小林氏:例えばある飲食店では、一見すると男性の顧客が中心のように思われていたところ、実は30~40代の女性が多いことがわかりました。さらに楽天市場の購買履歴などに基づいて、その人たちが美容や健康に気を使っていることも推測できました。趣味嗜好は自前のアンケートではなかなか調査できませんが、楽天はお客さんごとに大量のパラメーターを設定して趣味嗜好をデータ化しています。

 実際に店頭のディスプレーを華やかな色味に変えたり、脂っこいものを減らしてサラダや野菜ジュースなどを置いてみたり、いろいろと試行錯誤ができるようになりました。

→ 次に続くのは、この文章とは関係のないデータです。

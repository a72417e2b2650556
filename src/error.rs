//! Error types for the pdfcover library.
//!
//! Two error types reflect two failure scopes:
//!
//! * [`CoverError`]: the operation cannot proceed at all (unreadable input,
//!   provider not configured, invalid configuration). Returned as
//!   `Err(CoverError)` from library calls.
//!
//! * [`JobError`]: one export job failed while the rest of the batch carries
//!   on. Stored inside [`crate::model::JobState::Failed`] so a batch report can
//!   list every failure next to every success.
//!
//! Both map onto the coarse [`ErrorKind`] used for reporting and exit codes.

use serde::{Deserialize, Serialize};
use std::fmt;
use std::path::PathBuf;
use thiserror::Error;

/// Coarse classification shared by [`CoverError`] and [`JobError`].
#[derive(Debug, Clone, Copy, PartialEq, Eq, Hash, Serialize, Deserialize)]
#[serde(rename_all = "snake_case")]
pub enum ErrorKind {
    /// External search or generation service failed.
    Provider,
    /// The source PDF cannot be parsed, is encrypted, or has no pages.
    CorruptSource,
    InsufficientSpace,
    Permission,
    Config,
    Io,
    Cancelled,
    Internal,
}

impl fmt::Display for ErrorKind {
    fn fmt(&self, f: &mut fmt::Formatter<'_>) -> fmt::Result {
        let s = match self {
            ErrorKind::Provider => "provider",
            ErrorKind::CorruptSource => "corrupt source",
            ErrorKind::InsufficientSpace => "insufficient space",
            ErrorKind::Permission => "permission",
            ErrorKind::Config => "config",
            ErrorKind::Io => "io",
            ErrorKind::Cancelled => "cancelled",
            ErrorKind::Internal => "internal",
        };
        f.write_str(s)
    }
}

/// All operation-level errors returned by the pdfcover library.
///
/// Per-job failures inside a batch use [`JobError`] instead.
#[derive(Debug, Error)]
pub enum CoverError {
    // ── Input errors ──────────────────────────────────────────────────────
    /// Input file was not found at the given path.
    #[error("File not found: '{path}'\nCheck the path exists and is readable.")]
    FileNotFound { path: PathBuf },

    /// Process does not have read permission on the file.
    #[error("Permission denied reading '{path}'\nTry: chmod +r {path:?}")]
    PermissionDenied { path: PathBuf },

    /// The file exists and was read, but is not a PDF.
    #[error("File is not a valid PDF: '{path}'\nFirst bytes: {magic:?}")]
    NotAPdf { path: PathBuf, magic: [u8; 4] },

    /// Cover image bytes could not be decoded.
    #[error("Cannot decode cover image ({origin}): {detail}")]
    ImageDecode { origin: String, detail: String },

    // ── PDF errors ────────────────────────────────────────────────────────
    /// Source PDF cannot be parsed, is encrypted, or has no pages.
    #[error("Source PDF is unusable: {detail}")]
    CorruptSource { detail: String },

    /// The cover leaf could not be produced.
    #[error("Cover rendering failed: {detail}")]
    RenderFailed { detail: String },

    /// pdfium-render failed to rasterise a page for a preview.
    #[error("Rasterisation failed for page {page}: {detail}")]
    RasterisationFailed { page: usize, detail: String },

    // ── Target errors ─────────────────────────────────────────────────────
    /// The export target does not exist or is not a directory.
    #[error("Export target '{path}' is not an existing directory")]
    TargetNotDirectory { path: PathBuf },

    /// The export target refused a write probe.
    #[error("Export target '{path}' is not writable: {detail}")]
    TargetNotWritable { path: PathBuf, detail: String },

    /// Not enough room on the target volume.
    #[error(
        "Insufficient space on '{path}': need {needed} bytes, {available} available"
    )]
    InsufficientSpace {
        path: PathBuf,
        needed: u64,
        available: u64,
    },

    /// Could not create or persist the output PDF.
    #[error("Failed to write output file '{path}': {source}")]
    OutputWriteFailed {
        path: PathBuf,
        #[source]
        source: std::io::Error,
    },

    // ── Provider errors ───────────────────────────────────────────────────
    /// The provider has no credentials configured.
    #[error("Provider '{provider}' is not configured.\n{hint}")]
    ProviderNotConfigured { provider: String, hint: String },

    /// The provider answered with an error.
    #[error("Provider '{provider}' error: {message}")]
    ProviderApi { provider: String, message: String },

    /// The provider rejected the credentials (401/403).
    #[error("Authentication error from provider '{provider}': {detail}")]
    AuthError { provider: String, detail: String },

    /// The provider call exceeded its timeout.
    #[error("Provider '{provider}' timed out after {secs}s")]
    ProviderTimeout { provider: String, secs: u64 },

    /// An image download failed.
    #[error("Failed to download '{url}': {reason}\nCheck your internet connection.")]
    DownloadFailed { url: String, reason: String },

    // ── Config errors ─────────────────────────────────────────────────────
    /// Builder or file validation failed.
    #[error("Invalid configuration: {0}")]
    InvalidConfig(String),

    /// A configuration file could not be read or parsed.
    #[error("Cannot load configuration '{path}': {detail}")]
    ConfigLoad { path: PathBuf, detail: String },

    // ── Pdfium binding errors ─────────────────────────────────────────────
    /// Could not bind to a pdfium library.
    #[error(
        "Failed to bind to pdfium library: {0}\n\n\
Previews need the pdfium shared library. You can:\n\
  • Set PDFIUM_LIB_PATH=/path/to/libpdfium to use an existing copy.\n\
  • Place the library next to the executable.\n\
  • Install pdfium system-wide.\n"
    )]
    PdfiumBindingFailed(String),

    // ── Control ───────────────────────────────────────────────────────────
    /// The batch was cancelled before this work started.
    #[error("Cancelled")]
    Cancelled,

    /// Unexpected internal error.
    #[error("Internal error: {0}")]
    Internal(String),
}

impl CoverError {
    pub fn kind(&self) -> ErrorKind {
        match self {
            CoverError::FileNotFound { .. }
            | CoverError::ImageDecode { .. }
            | CoverError::OutputWriteFailed { .. } => ErrorKind::Io,
            CoverError::PermissionDenied { .. } | CoverError::TargetNotWritable { .. } => {
                ErrorKind::Permission
            }
            CoverError::NotAPdf { .. } | CoverError::CorruptSource { .. } => {
                ErrorKind::CorruptSource
            }
            CoverError::TargetNotDirectory { .. } => ErrorKind::Permission,
            CoverError::InsufficientSpace { .. } => ErrorKind::InsufficientSpace,
            CoverError::ProviderNotConfigured { .. }
            | CoverError::ProviderApi { .. }
            | CoverError::AuthError { .. }
            | CoverError::ProviderTimeout { .. }
            | CoverError::DownloadFailed { .. } => ErrorKind::Provider,
            CoverError::InvalidConfig(_)
            | CoverError::ConfigLoad { .. }
            | CoverError::PdfiumBindingFailed(_) => ErrorKind::Config,
            CoverError::Cancelled => ErrorKind::Cancelled,
            CoverError::RenderFailed { .. }
            | CoverError::RasterisationFailed { .. }
            | CoverError::Internal(_) => ErrorKind::Internal,
        }
    }
}

/// A non-fatal error for a single export job.
///
/// Target-related variants carry the target path so the batch summary can
/// say where the write was refused.
#[derive(Debug, Clone, PartialEq, Eq, Error, Serialize, Deserialize)]
pub enum JobError {
    #[error("Source is unusable: {detail}")]
    CorruptSource { detail: String },

    #[error("Insufficient space on '{target}': need {needed} bytes, {available} available")]
    InsufficientSpace {
        target: PathBuf,
        needed: u64,
        available: u64,
    },

    #[error("Cannot write to '{target}': {detail}")]
    Permission { target: PathBuf, detail: String },

    #[error("I/O error on '{path}': {detail}")]
    Io { path: PathBuf, detail: String },

    #[error("Provider failed: {detail}")]
    Provider { detail: String },

    #[error("Configuration error: {detail}")]
    Config { detail: String },

    #[error("Cancelled before start")]
    Cancelled,

    #[error("Internal error: {detail}")]
    Internal { detail: String },
}

impl JobError {
    pub fn kind(&self) -> ErrorKind {
        match self {
            JobError::CorruptSource { .. } => ErrorKind::CorruptSource,
            JobError::InsufficientSpace { .. } => ErrorKind::InsufficientSpace,
            JobError::Permission { .. } => ErrorKind::Permission,
            JobError::Io { .. } => ErrorKind::Io,
            JobError::Provider { .. } => ErrorKind::Provider,
            JobError::Config { .. } => ErrorKind::Config,
            JobError::Cancelled => ErrorKind::Cancelled,
            JobError::Internal { .. } => ErrorKind::Internal,
        }
    }
}

impl From<CoverError> for JobError {
    fn from(err: CoverError) -> Self {
        match err {
            CoverError::InsufficientSpace {
                path,
                needed,
                available,
            } => JobError::InsufficientSpace {
                target: path,
                needed,
                available,
            },
            CoverError::TargetNotWritable { path, detail } => JobError::Permission {
                target: path,
                detail,
            },
            CoverError::TargetNotDirectory { path } => JobError::Permission {
                detail: "not an existing directory".into(),
                target: path,
            },
            CoverError::PermissionDenied { path } => JobError::Permission {
                target: path,
                detail: "permission denied".into(),
            },
            CoverError::OutputWriteFailed { path, source } => JobError::Io {
                path,
                detail: source.to_string(),
            },
            CoverError::FileNotFound { path } => JobError::Io {
                detail: "file not found".into(),
                path,
            },
            CoverError::Cancelled => JobError::Cancelled,
            other => {
                let detail = other.to_string();
                match other.kind() {
                    ErrorKind::CorruptSource => JobError::CorruptSource { detail },
                    ErrorKind::Provider => JobError::Provider { detail },
                    ErrorKind::Config => JobError::Config { detail },
                    _ => JobError::Internal { detail },
                }
            }
        }
    }
}

#[cfg(test)]
mod tests {
    use super::*;

    #[test]
    fn insufficient_space_display() {
        let e = CoverError::InsufficientSpace {
            path: "/media/kindle".into(),
            needed: 2048,
            available: 0,
        };
        let msg = e.to_string();
        assert!(msg.contains("/media/kindle"), "got: {msg}");
        assert!(msg.contains("2048"), "got: {msg}");
    }

    #[test]
    fn auth_error_display() {
        let e = CoverError::AuthError {
            provider: "openai".into(),
            detail: "invalid key".into(),
        };
        assert!(e.to_string().contains("openai"));
        assert!(e.to_string().contains("invalid key"));
    }

    #[test]
    fn kinds_follow_error_families() {
        assert_eq!(
            CoverError::CorruptSource { detail: "x".into() }.kind(),
            ErrorKind::CorruptSource
        );
        assert_eq!(
            CoverError::ProviderTimeout {
                provider: "openai".into(),
                secs: 120
            }
            .kind(),
            ErrorKind::Provider
        );
        assert_eq!(CoverError::InvalidConfig("x".into()).kind(), ErrorKind::Config);
        assert_eq!(CoverError::Cancelled.kind(), ErrorKind::Cancelled);
    }

    #[test]
    fn job_error_keeps_target_path() {
        let job: JobError = CoverError::InsufficientSpace {
            path: "/mnt/kobo".into(),
            needed: 10,
            available: 1,
        }
        .into();
        assert_eq!(job.kind(), ErrorKind::InsufficientSpace);
        match job {
            JobError::InsufficientSpace { target, .. } => assert_eq!(target, PathBuf::from("/mnt/kobo")),
            other => panic!("unexpected: {other:?}"),
        }
    }

    #[test]
    fn job_error_kind_survives_conversion() {
        let job: JobError = CoverError::NotAPdf {
            path: "a.pdf".into(),
            magic: *b"GIF8",
        }
        .into();
        assert_eq!(job.kind(), ErrorKind::CorruptSource);

        let job: JobError = CoverError::TargetNotWritable {
            path: "/ro".into(),
            detail: "read-only file system".into(),
        }
        .into();
        assert_eq!(job.kind(), ErrorKind::Permission);
    }

    #[test]
    fn job_error_serialises() {
        let json = serde_json::to_string(&JobError::Cancelled).unwrap();
        assert!(json.contains("Cancelled"));
        let kind = serde_json::to_string(&ErrorKind::InsufficientSpace).unwrap();
        assert_eq!(kind, "\"insufficient_space\"");
    }
}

 今は様々なクライアント企業のマーケティング幹部の方とタッグを組んでこうした施策を進めていますが、今後は人工知能(AI)を活用しながら、誰でも使える汎用的な分析ツールを構築したいと思っています。加盟店に相当するパートナー企業の方々からもいろいろな要望をいただいていますね。

小売りはお店ごとに課題がバラバラという印象もありますが、現実味は。

小林氏:結構、共通化できる要素も多いんですよ。例えば新規出店する際、楽天グループの4000万人以上いる月間アクティブ会員のデータを使えば、どのエリアにどんな属性の人がいて、どう販促すると効果が出るのかがおおむねシミュレーションできてしまいます。

 チャットボット形式のインターフェースでデモを作ってみたところ、パートナー企業さんの反応はかなり良かったです。次の10年は、こうしたパートナーシップ事業とAIのかけ算で進めていきます。個別の対応はかなり人的リソースが必要なので、そのままだと拡大させていくのが大変なんですよね。